Neo-cons don't give a flying fuck about insurance working. The less it works, the greater its profits.
(Until they get sick.)
 
Suppose you have to pay more but it takes you less time to figure that out?
It will come down to the amount of each of the deductions. Wouldn't it benefit the poor and lower middle class more who don't itemize?
If they don't have children.

People really fucked are grad students (stipends get taxed), the elderly (medical expense deductions), people who live in blue states (high property and local/state taxes).

Man, I remember all the bullshit from the right-wing about money getting taxed twice.
 
The passed Senate tax bill repealed the ACA individual mandate. The House will surely oblige. Good.

Because you want to return to the status quo ante, where premium inflation rose at a higher rate and millions fewer had any health care coverage? The individual mandate was necessary, because insurance does not work unless people who don't collect benefits pay premiums into the common pool. That's why the individual mandate existed--to induce young, healthy individuals to start paying into the fund as a means of insuring the health care of those who most needed it. That would be a terribly unfair burden on those with bodies that never aged or got sick, but most of us are mortal, unfortunately.

I don't care about your moral preening. It is tyrannical for the government to force individuals to purchase a private product just for living.
Odd, seeing almost all people required access to said private product services when said living began. Some people have stupid idea what they think tyranny is.
Are people just serfs to you, to be used by this or that bureaucrat to advance someone else's economic policy?
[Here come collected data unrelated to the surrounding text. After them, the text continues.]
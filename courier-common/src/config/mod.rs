//! Typed configuration that sits alongside the loosely typed `MAIL` bag.
//!
//! - [`timeouts`]: per-command timeouts for the SMTP client transport

pub mod timeouts;

pub use timeouts::ClientTimeouts;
If the government has this power, then the government should also force people to rent/buy a home so we can eliminate poverty; or force people to buy cable so all those cable channels no one watches don't go defunct.
LOOK OUT EVERYONE!!! IT'S A SLIPPERY SLOPE!!!
 
I don't care about your moral preening. It is tyrannical for the government to force individuals to purchase a private product just for living.
Odd, seeing almost all people required access to said private product services when said living began. Some people have stupid idea what they think tyranny is.
Are people just serfs to you, to be used by this or that bureaucrat to advance someone else's economic policy? If the government has this power, then the government should also force people to rent/buy a home so we can eliminate poverty; or force people to buy cable so all those cable channels no one watches don't go defunct.
LOOK OUT EVERYONE!!! IT'S A SLIPPERY SLOPE!!!

Good grief. Once you set the precedent you're stuck with it. That's exactly why the repeal was in this tax bill. SCOTUS said it was a tax. So any further Congress can reference that decision to force some other do-gooder mandate by having the IRS enforce it. But authoritarians like you don't care about individual liberty.
 
Odd, seeing almost all people required access to said private product services when said living began. Some people have stupid idea what they think tyranny is.
LOOK OUT EVERYONE!!! IT'S A SLIPPERY SLOPE!!!

Good grief.
No kidding!
Once you set the precedent you're stuck with it.
OMG! The Government can now tax our income! It is only a matter of time before the government takes all of our income as taxes and we are living on the street!
That's exactly why the repeal was in this tax bill.
They are repealing it because they want the ACA to die.
SCOTUS said it was a tax.
*wink*
So any further Congress can reference that decision to force some other do-gooder mandate by having the IRS enforce it. But authoritarians like you don't care about individual liberty.
I know, all I care about is adherence to the state. God bless the King!
 
The most vibrant and healthy economy is the economy where expendable wealth is spread into as many hands as possible.

A minority of millionaires and billionaires have nothing to do with a vibrant and healthy economy. They are in fact a hindrance to one.

What you are missing is that most of the wealth in question is in the form of the tools of production.

Spreading it out converts money from future development to current consumption. Today's standard of living rises, tomorrow's falls.

So if we make more people poor now, rich people will benefit in the future?
 
With all these tax cuts, all kinds of good jobs are about to trickle down all over all of us! [/Conservolibertarian]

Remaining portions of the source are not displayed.